My answer is: Let $f: A \rightarrow A$ be the R-module endomorphism, since A is simple then Kerf is either 0 or A because kerf is a submodule of A, Imf is either 0 or A because Imf is a submodule of A.if f is not the zero map, then Kerf is 0 and Imgf is A, and f induces an isomorphism A/Kerf isomorphic to Imf by first isomorphism theorem.
Is my answer right?
Thanks!
It's right, but it can be made a bit simpler. First, a simple module $A$ is nonzero.
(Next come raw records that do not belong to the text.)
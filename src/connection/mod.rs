//! Connection Management Module
//! 
//! Handles TCP connection acceptance, the per-connection read loop, and
//! connection lifecycle.

pub mod handler;
pub mod manager;

pub use handler::{ConnectionHandler, HandlerOutcome, HandlerState, HandlerSummary};
pub use manager::{ConnectionManager, ConnectionStats};
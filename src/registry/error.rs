//! Registry error types.

use thiserror::Error;

/// Errors produced by registry operations
#[derive(Debug, Error, Clone, PartialEq, Eq)]
pub enum RegistryError {
    /// Every slot is occupied; the caller must reject the connection
    #[error("registry is full ({capacity} clients connected)")]
    CapacityExceeded { capacity: usize },
}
If $f\colon A\to A$ is a homomorphism and $x\in A$, $x\ne0$, then there are two cases:
In case 1, $\ker f\ne\{0\}$, so $\ker f=A$ and $f$ is the zero map.
In case 2, $\ker f\ne A$, so $\ker f=\{0\}$ and $f$ is injective; moreover $f(x)\ne0$ and $f(x)\in\operatorname{im}f$, so $\operatorname{im}f=A$ and $f$ is surjective.
Of course, the key fact is that $\ker f$ and $\operatorname{im}f$ are submodules of $A$.